Last night, a friend and I were driving down the highway in a red Buick, long in the front and cutting through the night like a shark.
(I know, I'm good.)
Anyway, we're talking about what you might expect when it's nearly midnight and you're on the highway. And then we're pulling into one of those gas stations - the kind that looks alive at night.
(I know, I'm good.)
Anyway, we come pulling in and this place looks like something out of a movie. Truckers are roaming around. There's a surly woman manning the coffee machines - or would that be womaneering the coffee machines? Anyway, you get the point. My friend, Jeff, is all, "Hey what's the freshest coffee?" And she's like, "They're all fresh, I just put them out." And Jeff says, "Which one do you recommend?"
Yeah, I know.
Anyway, this lady starts on about how, "Well, I guess that depends on what kind of coffee you like." All surly and I gave Jeff this Look which I hoped he read to mean, "Well, that wasn't very nice."

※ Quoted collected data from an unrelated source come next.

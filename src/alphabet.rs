//! Letters, the gap marker, and the orthographic data of one alphabet.
//!
//! An [`Alphabet`] bundles everything the cost classifier needs to know about
//! a script: which code points case-fold and by how much, which single letters
//! behave as grammatical prefixes or suffixes, and which letter pairs are
//! historically interchangeable. Alphabets are immutable once built and can be
//! shared freely between threads.

pub mod armenian;
pub mod cyrillic;

use std::collections::BTreeMap;
use std::fmt;
use std::ops::RangeInclusive;

use ahash::{AHashMap, AHashSet};
use serde::{Deserialize, Serialize};

use crate::error::{OrthodistError, Result};

pub use armenian::DEFAULT_ALPHABET;

/// One side of an aligned position: a real letter or the gap marker.
#[derive(Debug, Clone, Copy, PartialEq, Eq, Hash)]
pub enum Symbol {
    /// A single code point of the compared strings.
    Letter(char),
    /// Absence of a letter, written `-`.
    Gap,
}

impl Symbol {
    /// Case-fold through `alphabet`. The gap folds to itself.
    pub fn fold(self, alphabet: &Alphabet) -> Symbol {
        match self {
            Symbol::Letter(c) => Symbol::Letter(alphabet.fold(c)),
            Symbol::Gap => Symbol::Gap,
        }
    }
}

impl From<char> for Symbol {
    fn from(c: char) -> Self {
        Symbol::Letter(c)
    }
}

impl fmt::Display for Symbol {
    fn fmt(&self, f: &mut fmt::Formatter<'_>) -> fmt::Result {
        match self {
            Symbol::Letter(c) => write!(f, "{c}"),
            Symbol::Gap => write!(f, "-"),
        }
    }
}

/// Orthographic data for one alphabet.
///
/// All letter sets are stored case-folded, so lookups after folding match
/// regardless of how the letters were supplied.
#[derive(Debug, Clone)]
pub struct Alphabet {
    fold_range: RangeInclusive<u32>,
    case_fold_offset: i32,
    prefix_letters: AHashSet<char>,
    suffix_letters: AHashSet<char>,
    vocalic_equivalence: AHashMap<char, Vec<char>>,
}

impl Alphabet {
    /// Create an alphabet whose uppercase block is `low..=high`, folded to
    /// lowercase by adding `case_fold_offset`.
    ///
    /// Fails if the range is inverted or if any code point in it would fold
    /// to something that is not a valid `char`.
    pub fn new(low: u32, high: u32, case_fold_offset: i32) -> Result<Self> {
        if low > high {
            return Err(OrthodistError::invalid_config(format!(
                "alphabet range [{low:#x}, {high:#x}] is inverted"
            )));
        }
        if let Some(bad) =
            (low..=high).find(|&code| shift(code, case_fold_offset).is_none())
        {
            return Err(OrthodistError::invalid_config(format!(
                "case-fold offset {case_fold_offset} maps {bad:#x} outside the valid code point space"
            )));
        }

        Ok(Alphabet {
            fold_range: low..=high,
            case_fold_offset,
            prefix_letters: AHashSet::new(),
            suffix_letters: AHashSet::new(),
            vocalic_equivalence: AHashMap::new(),
        })
    }

    /// Add letters that count as single-letter grammatical prefixes.
    pub fn with_prefix_letters<I: IntoIterator<Item = char>>(mut self, letters: I) -> Self {
        let folded: Vec<char> = letters.into_iter().map(|c| self.fold(c)).collect();
        self.prefix_letters.extend(folded);
        self
    }

    /// Add letters that count as single-letter grammatical suffixes.
    pub fn with_suffix_letters<I: IntoIterator<Item = char>>(mut self, letters: I) -> Self {
        let folded: Vec<char> = letters.into_iter().map(|c| self.fold(c)).collect();
        self.suffix_letters.extend(folded);
        self
    }

    /// Declare `letter` vocalically equivalent to each of `equivalents`.
    ///
    /// This is one-directional; call it for both sides to get a symmetric
    /// relation.
    pub fn with_equivalence<I: IntoIterator<Item = char>>(
        mut self,
        letter: char,
        equivalents: I,
    ) -> Self {
        let key = self.fold(letter);
        let folded: Vec<char> = equivalents.into_iter().map(|c| self.fold(c)).collect();
        let entry = self.vocalic_equivalence.entry(key).or_default();
        for c in folded {
            if !entry.contains(&c) {
                entry.push(c);
            }
        }
        self
    }

    /// Map an uppercase letter of this alphabet to its lowercase form.
    /// Any other code point is returned unchanged.
    pub fn fold(&self, c: char) -> char {
        let code = c as u32;
        if self.fold_range.contains(&code) {
            shift(code, self.case_fold_offset).unwrap_or(c)
        } else {
            c
        }
    }

    pub fn is_prefix_letter(&self, c: char) -> bool {
        self.prefix_letters.contains(&c)
    }

    pub fn is_suffix_letter(&self, c: char) -> bool {
        self.suffix_letters.contains(&c)
    }

    /// Whether `y` appears in the equivalence set of `x`.
    pub fn is_equivalent(&self, x: char, y: char) -> bool {
        self.vocalic_equivalence
            .get(&x)
            .is_some_and(|set| set.contains(&y))
    }

    /// Whether every equivalence `x ~ y` also has `y ~ x`.
    pub fn is_symmetric(&self) -> bool {
        self.vocalic_equivalence
            .iter()
            .all(|(&x, set)| set.iter().all(|&y| self.is_equivalent(y, x)))
    }

    /// The uppercase block folded by this alphabet.
    pub fn fold_range(&self) -> RangeInclusive<u32> {
        self.fold_range.clone()
    }

    pub fn case_fold_offset(&self) -> i32 {
        self.case_fold_offset
    }
}

fn shift(code: u32, offset: i32) -> Option<char> {
    let shifted = i64::from(code) + i64::from(offset);
    u32::try_from(shifted).ok().and_then(char::from_u32)
}

/// Serializable alphabet definition.
///
/// Keys follow the external option names (`prefixLetters`,
/// `suffixLetters`, `vocalicEquivalence`, `caseFoldOffset`, `alphabetRange`).
/// Letters are one-character strings.
#[derive(Debug, Clone, PartialEq, Serialize, Deserialize)]
#[serde(rename_all = "camelCase")]
pub struct AlphabetConfig {
    #[serde(default)]
    pub prefix_letters: Vec<String>,
    #[serde(default)]
    pub suffix_letters: Vec<String>,
    #[serde(default)]
    pub vocalic_equivalence: BTreeMap<String, Vec<String>>,
    pub case_fold_offset: i32,
    /// Inclusive `[low, high]` code point range of the uppercase block.
    pub alphabet_range: [u32; 2],
}

impl AlphabetConfig {
    /// Validate the definition and build an [`Alphabet`].
    pub fn build(&self) -> Result<Alphabet> {
        let [low, high] = self.alphabet_range;
        let prefixes = parse_letters(&self.prefix_letters, "prefixLetters")?;
        let suffixes = parse_letters(&self.suffix_letters, "suffixLetters")?;

        let mut alphabet = Alphabet::new(low, high, self.case_fold_offset)?
            .with_prefix_letters(prefixes)
            .with_suffix_letters(suffixes);

        for (key, values) in &self.vocalic_equivalence {
            let letter = parse_letter(key, "vocalicEquivalence")?;
            let equivalents = parse_letters(values, "vocalicEquivalence")?;
            alphabet = alphabet.with_equivalence(letter, equivalents);
        }

        if !alphabet.is_symmetric() {
            log::warn!(
                "vocalic equivalence table is asymmetric; classify_cost(x, y) may differ from classify_cost(y, x)"
            );
        }
        log::debug!(
            "built alphabet: range [{low:#x}, {high:#x}], {} prefix, {} suffix, {} equivalence entries",
            alphabet.prefix_letters.len(),
            alphabet.suffix_letters.len(),
            alphabet.vocalic_equivalence.len()
        );

        Ok(alphabet)
    }
}

fn parse_letter(s: &str, field: &str) -> Result<char> {
    let mut chars = s.chars();
    match (chars.next(), chars.next()) {
        (Some(c), None) => Ok(c),
        _ => Err(OrthodistError::invalid_config(format!(
            "{field}: '{s}' is not a single letter"
        ))),
    }
}

fn parse_letters(letters: &[String], field: &str) -> Result<Vec<char>> {
    letters.iter().map(|s| parse_letter(s, field)).collect()
}

#[cfg(test)]
mod tests {
    use super::*;

    fn latin() -> Alphabet {
        Alphabet::new('A' as u32, 'Z' as u32, 0x20)
            .unwrap()
            .with_equivalence('a', ['c'])
            .with_equivalence('c', ['a'])
    }

    #[test]
    fn test_fold_only_inside_range() {
        let alphabet = latin();
        assert_eq!(alphabet.fold('A'), 'a');
        assert_eq!(alphabet.fold('Z'), 'z');
        assert_eq!(alphabet.fold('a'), 'a');
        assert_eq!(alphabet.fold('-'), '-');
        assert_eq!(alphabet.fold('Ж'), 'Ж');
        assert_eq!(Symbol::Gap.fold(&alphabet), Symbol::Gap);
    }

    #[test]
    fn test_sets_are_stored_folded() {
        let alphabet = latin()
            .with_prefix_letters(['V'])
            .with_suffix_letters(['s'])
            .with_equivalence('E', ['I']);
        assert!(alphabet.is_prefix_letter('v'));
        assert!(alphabet.is_suffix_letter('s'));
        assert!(alphabet.is_equivalent('e', 'i'));
        assert!(!alphabet.is_equivalent('i', 'e'));
        assert!(!alphabet.is_symmetric());
    }

    #[test]
    fn test_invalid_alphabets() {
        assert!(Alphabet::new(0x5A, 0x41, 0x20).unwrap_err().is_invalid_config());
        // Would fold into the surrogate block.
        assert!(Alphabet::new(0xD700, 0xD7FF, 0x100).is_err());
        assert!(Alphabet::new(0x00, 0x10, -1).is_err());
    }

    #[test]
    fn test_config_build() {
        let json = r#"{
            "prefixLetters": ["v"],
            "suffixLetters": ["s"],
            "vocalicEquivalence": {"a": ["c"], "c": ["a"]},
            "caseFoldOffset": 32,
            "alphabetRange": [65, 90]
        }"#;
        let config: AlphabetConfig = serde_json::from_str(json).unwrap();
        let alphabet = config.build().unwrap();

        assert_eq!(alphabet.fold('Q'), 'q');
        assert!(alphabet.is_prefix_letter('v'));
        assert!(alphabet.is_suffix_letter('s'));
        assert!(alphabet.is_equivalent('c', 'a'));
        assert!(alphabet.is_symmetric());
    }

    #[test]
    fn test_config_rejects_multi_letter_entries() {
        let config = AlphabetConfig {
            prefix_letters: vec!["in".to_string()],
            suffix_letters: vec![],
            vocalic_equivalence: BTreeMap::new(),
            case_fold_offset: 32,
            alphabet_range: [65, 90],
        };
        assert!(config.build().unwrap_err().is_invalid_config());
    }
}
//! orthodist CLI binary.

use std::process;

use clap::Parser;
use env_logger::Builder;

use orthodist::cli::args::OrthodistArgs;
use orthodist::cli::commands::execute_command;

fn main() {
    let args = OrthodistArgs::parse();

    // RUST_LOG, when set, refines the level chosen on the command line.
    Builder::new()
        .filter_level(args.log_level())
        .parse_default_env()
        .format_timestamp(None)
        .format_target(false)
        .init();

    if let Err(e) = execute_command(args) {
        log::debug!("command failed: {e:?}");
        eprintln!("Error: {e}");
        process::exit(1);
    }
}
//! # orthodist
//!
//! Weighted edit distance for hand-transcribed word forms.
//!
//! Spelling in manuscripts and transcriptions varies for principled reasons:
//! letter case, historically interchangeable vowels and signs, and one-letter
//! prefixes or endings that come and go. This crate prices those differences
//! below arbitrary edits so that variant spellings of one word end up close
//! together.
//!
//! ## Features
//!
//! - Seven cost categories with a fixed precedence ([`classifier`])
//! - Separate cost tables for the start, middle and end of a word ([`cost`])
//! - Pluggable alphabets, with Armenian built in and Russian Cyrillic
//!   available ([`alphabet`])
//! - Sequential and parallel multi-target comparison ([`distance`])
//! - Ranking and clustering of word lists ([`matching`])
//!
//! ```
//! use orthodist::distance::{distance, weighted_distance};
//!
//! assert_eq!(weighted_distance("ջուր", "Ջուր"), 0.25);
//!
//! let results = distance(None, "ջուր", &["ջուր", "հուր"]).unwrap();
//! assert_eq!(results[0], 0.0);
//! ```

pub mod alphabet;
pub mod classifier;
pub mod cli;
pub mod config;
pub mod cost;
pub mod distance;
pub mod error;
pub mod matching;

pub mod prelude {
    pub use crate::alphabet::{Alphabet, AlphabetConfig, Symbol};
    pub use crate::classifier::{Classifier, classify_cost};
    pub use crate::config::DistanceConfig;
    pub use crate::cost::{CostCategory, CostSpec, CostTable, CostTables, Position};
    pub use crate::distance::{DistanceEngine, DistanceGrid, distance, weighted_distance};
    pub use crate::error::{OrthodistError, Result};
    pub use crate::matching::{Match, MatchConfig};
}

// Version information
pub const VERSION: &str = env!("CARGO_PKG_VERSION");
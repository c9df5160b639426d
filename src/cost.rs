//! Cost categories, cost tables and the three position regimes.

use std::fmt;
use std::ops::Index;

use serde::{Deserialize, Serialize};

use crate::error::{OrthodistError, Result};

/// Number of cost categories, and therefore of weights in a [`CostTable`].
pub const CATEGORY_COUNT: usize = 7;

/// Why two aligned positions differ. The discriminant is the table index.
#[derive(Debug, Clone, Copy, PartialEq, Eq, Hash, Serialize, Deserialize)]
#[serde(rename_all = "kebab-case")]
pub enum CostCategory {
    Equal = 0,
    InsertDelete = 1,
    Mismatch = 2,
    CaseMismatch = 3,
    VocalicEquivalence = 4,
    Prefix = 5,
    Suffix = 6,
}

impl CostCategory {
    pub const ALL: [CostCategory; CATEGORY_COUNT] = [
        CostCategory::Equal,
        CostCategory::InsertDelete,
        CostCategory::Mismatch,
        CostCategory::CaseMismatch,
        CostCategory::VocalicEquivalence,
        CostCategory::Prefix,
        CostCategory::Suffix,
    ];

    pub fn index(self) -> usize {
        self as usize
    }

    pub fn name(self) -> &'static str {
        match self {
            CostCategory::Equal => "equal",
            CostCategory::InsertDelete => "insert-delete",
            CostCategory::Mismatch => "mismatch",
            CostCategory::CaseMismatch => "case-mismatch",
            CostCategory::VocalicEquivalence => "vocalic-equivalence",
            CostCategory::Prefix => "prefix",
            CostCategory::Suffix => "suffix",
        }
    }
}

impl fmt::Display for CostCategory {
    fn fmt(&self, f: &mut fmt::Formatter<'_>) -> fmt::Result {
        f.write_str(self.name())
    }
}

/// Seven non-negative weights, indexed by [`CostCategory`].
#[derive(Debug, Clone, Copy, PartialEq, Serialize)]
#[serde(into = "Vec<f64>")]
pub struct CostTable([f64; CATEGORY_COUNT]);

impl CostTable {
    /// Validate and wrap seven weights.
    pub fn new(weights: [f64; CATEGORY_COUNT]) -> Result<Self> {
        for (category, &w) in CostCategory::ALL.iter().zip(&weights) {
            if !w.is_finite() || w < 0.0 {
                return Err(OrthodistError::invalid_config(format!(
                    "weight for '{category}' must be a finite non-negative number, got {w}"
                )));
            }
        }
        Ok(CostTable(weights))
    }

    /// Validate a weight slice of arbitrary length.
    pub fn from_slice(weights: &[f64]) -> Result<Self> {
        let weights: [f64; CATEGORY_COUNT] = weights.try_into().map_err(|_| {
            OrthodistError::invalid_config(format!(
                "cost table must have {CATEGORY_COUNT} entries, got {}",
                weights.len()
            ))
        })?;
        Self::new(weights)
    }

    pub fn cost(&self, category: CostCategory) -> f64 {
        self.0[category.index()]
    }

    pub fn weights(&self) -> &[f64; CATEGORY_COUNT] {
        &self.0
    }
}

impl Index<CostCategory> for CostTable {
    type Output = f64;

    fn index(&self, category: CostCategory) -> &f64 {
        &self.0[category.index()]
    }
}

impl From<CostTable> for Vec<f64> {
    fn from(table: CostTable) -> Self {
        table.weights().to_vec()
    }
}

/// Built-in start-of-word weights.
pub const DEFAULT_START: CostTable = CostTable([0.0, 1.0, 1.0, 0.25, 0.5, 0.5, 1.0]);
/// Built-in middle-of-word weights.
pub const DEFAULT_MIDDLE: CostTable = CostTable([0.0, 1.0, 1.0, 0.25, 0.5, 1.0, 1.0]);
/// Built-in end-of-word weights.
pub const DEFAULT_END: CostTable = CostTable([0.0, 1.0, 1.0, 0.25, 0.5, 1.0, 0.5]);

/// Which of the three tables applies.
#[derive(Debug, Clone, Copy, PartialEq, Eq, Hash, Serialize, Deserialize)]
#[serde(rename_all = "lowercase")]
pub enum Position {
    Start,
    Middle,
    End,
}

/// The start, middle and end tables used for one comparison.
#[derive(Debug, Clone, Copy, PartialEq, Serialize)]
pub struct CostTables {
    pub start: CostTable,
    pub middle: CostTable,
    pub end: CostTable,
}

impl CostTables {
    pub fn new(start: CostTable, middle: CostTable, end: CostTable) -> Self {
        CostTables { start, middle, end }
    }

    /// Use one table for all three positions.
    pub fn uniform(table: CostTable) -> Self {
        CostTables {
            start: table,
            middle: table,
            end: table,
        }
    }

    pub fn get(&self, position: Position) -> &CostTable {
        match position {
            Position::Start => &self.start,
            Position::Middle => &self.middle,
            Position::End => &self.end,
        }
    }
}

impl Default for CostTables {
    fn default() -> Self {
        CostTables::new(DEFAULT_START, DEFAULT_MIDDLE, DEFAULT_END)
    }
}

/// Caller-supplied cost tables before validation.
///
/// Deserializes from either a flat list of weights or a list of three such
/// lists (start, middle, end).
#[derive(Debug, Clone, PartialEq, Serialize, Deserialize)]
#[serde(untagged)]
pub enum CostSpec {
    Single(Vec<f64>),
    Triple(Vec<Vec<f64>>),
}

impl CostSpec {
    /// Check the shape and every weight, producing the three tables.
    pub fn resolve(&self) -> Result<CostTables> {
        match self {
            CostSpec::Single(weights) => {
                log::debug!("resolving single cost table for all positions");
                Ok(CostTables::uniform(CostTable::from_slice(weights)?))
            }
            CostSpec::Triple(tables) => match tables.as_slice() {
                [start, middle, end] => {
                    log::debug!("resolving start/middle/end cost tables");
                    Ok(CostTables::new(
                        CostTable::from_slice(start)?,
                        CostTable::from_slice(middle)?,
                        CostTable::from_slice(end)?,
                    ))
                }
                other => Err(OrthodistError::invalid_config(format!(
                    "expected one cost table or exactly three (start, middle, end), got {}",
                    other.len()
                ))),
            },
        }
    }
}

impl From<CostTables> for CostSpec {
    fn from(tables: CostTables) -> Self {
        CostSpec::Triple(vec![tables.start.into(), tables.middle.into(), tables.end.into()])
    }
}
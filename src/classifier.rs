//! Assignment of aligned letter pairs to cost categories.
//!
//! Categories are tested in a fixed precedence order and the first match
//! wins:
//!
//! 1. identical symbols (no folding) are [`CostCategory::Equal`];
//! 2. distinct letters that fold to the same letter are
//!    [`CostCategory::CaseMismatch`];
//! 3. otherwise both sides are folded, and a pair involving the gap is
//!    [`CostCategory::Prefix`], [`CostCategory::Suffix`] or
//!    [`CostCategory::InsertDelete`] depending on the other letter;
//! 4. two letters are [`CostCategory::VocalicEquivalence`] when the second
//!    is listed for the first, and [`CostCategory::Mismatch`] otherwise.

use crate::alphabet::{Alphabet, Symbol};
use crate::cost::{CostCategory, CostTable};

/// Classifies aligned pairs against one alphabet.
#[derive(Debug, Clone, Copy)]
pub struct Classifier<'a> {
    alphabet: &'a Alphabet,
}

impl<'a> Classifier<'a> {
    pub fn new(alphabet: &'a Alphabet) -> Self {
        Classifier { alphabet }
    }

    pub fn alphabet(&self) -> &'a Alphabet {
        self.alphabet
    }

    /// The category of aligning `x` with `y`.
    pub fn classify(&self, x: Symbol, y: Symbol) -> CostCategory {
        if x == y {
            return CostCategory::Equal;
        }

        let x = x.fold(self.alphabet);
        let y = y.fold(self.alphabet);

        match (x, y) {
            (Symbol::Letter(a), Symbol::Letter(b)) if a == b => CostCategory::CaseMismatch,
            (Symbol::Letter(other), Symbol::Gap) | (Symbol::Gap, Symbol::Letter(other)) => {
                if self.alphabet.is_prefix_letter(other) {
                    CostCategory::Prefix
                } else if self.alphabet.is_suffix_letter(other) {
                    CostCategory::Suffix
                } else {
                    CostCategory::InsertDelete
                }
            }
            (Symbol::Letter(a), Symbol::Letter(b)) => {
                if self.alphabet.is_equivalent(a, b) {
                    CostCategory::VocalicEquivalence
                } else {
                    CostCategory::Mismatch
                }
            }
            // Both gaps were already caught by the equality check.
            (Symbol::Gap, Symbol::Gap) => CostCategory::Equal,
        }
    }

    /// The weight `table` assigns to aligning `x` with `y`.
    #[inline]
    pub fn cost(&self, x: Symbol, y: Symbol, table: &CostTable) -> f64 {
        table.cost(self.classify(x, y))
    }
}

/// Weight of aligning `x` with `y` under `table`, using `alphabet`.
pub fn classify_cost(x: Symbol, y: Symbol, table: &CostTable, alphabet: &Alphabet) -> f64 {
    Classifier::new(alphabet).cost(x, y, table)
}
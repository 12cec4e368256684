pub mod availability;
pub mod calendar;
pub mod clock;
pub mod collaborators;
pub mod scheduling;
pub mod session;
pub mod wizard;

Jeff ended up going with the Sumatra, mainly because it had a Tiger on the label.
The whole place was alive. Full of characters. And it took me back to high school, to those late night drives that never had a purpose. Me, my friends - sometimes a girl - just doing nothing. Just to be out and alive and, well, young.
As Jeff was getting a taco and some Corn Nuts, I said, "This is where things really happen, you know? This is the sort of place, in high school, where you kiss the girl. Where you make life decisions." And, granted, that's a bit overdone, but I really believe it's true.
None of my transformational moments happened on the side of a mountain, on a beach, or in any other sort of exotic location. They happened in 24-hour pancake houses, in restaurant parking lots, in the passenger seats of friend's cars.
And when I write YA fiction, I try to go back to those moments. I try to extract the importance in those mundane places. I try to remember what it's like to be young, to have just enough novelty left that a Pilot gas station is still a place of wonder. A place where something can happen.
I guess I'm talking about setting. And I guess I'm wondering if any of you have a strong sense of place in your writing, or maybe if you pick it up in the books you read. I guess I'm wondering if I'm the only one who walks into a truck stop and sees the people from my books - clutching half-warmed burritos - and thinks, "This is where the magic happens."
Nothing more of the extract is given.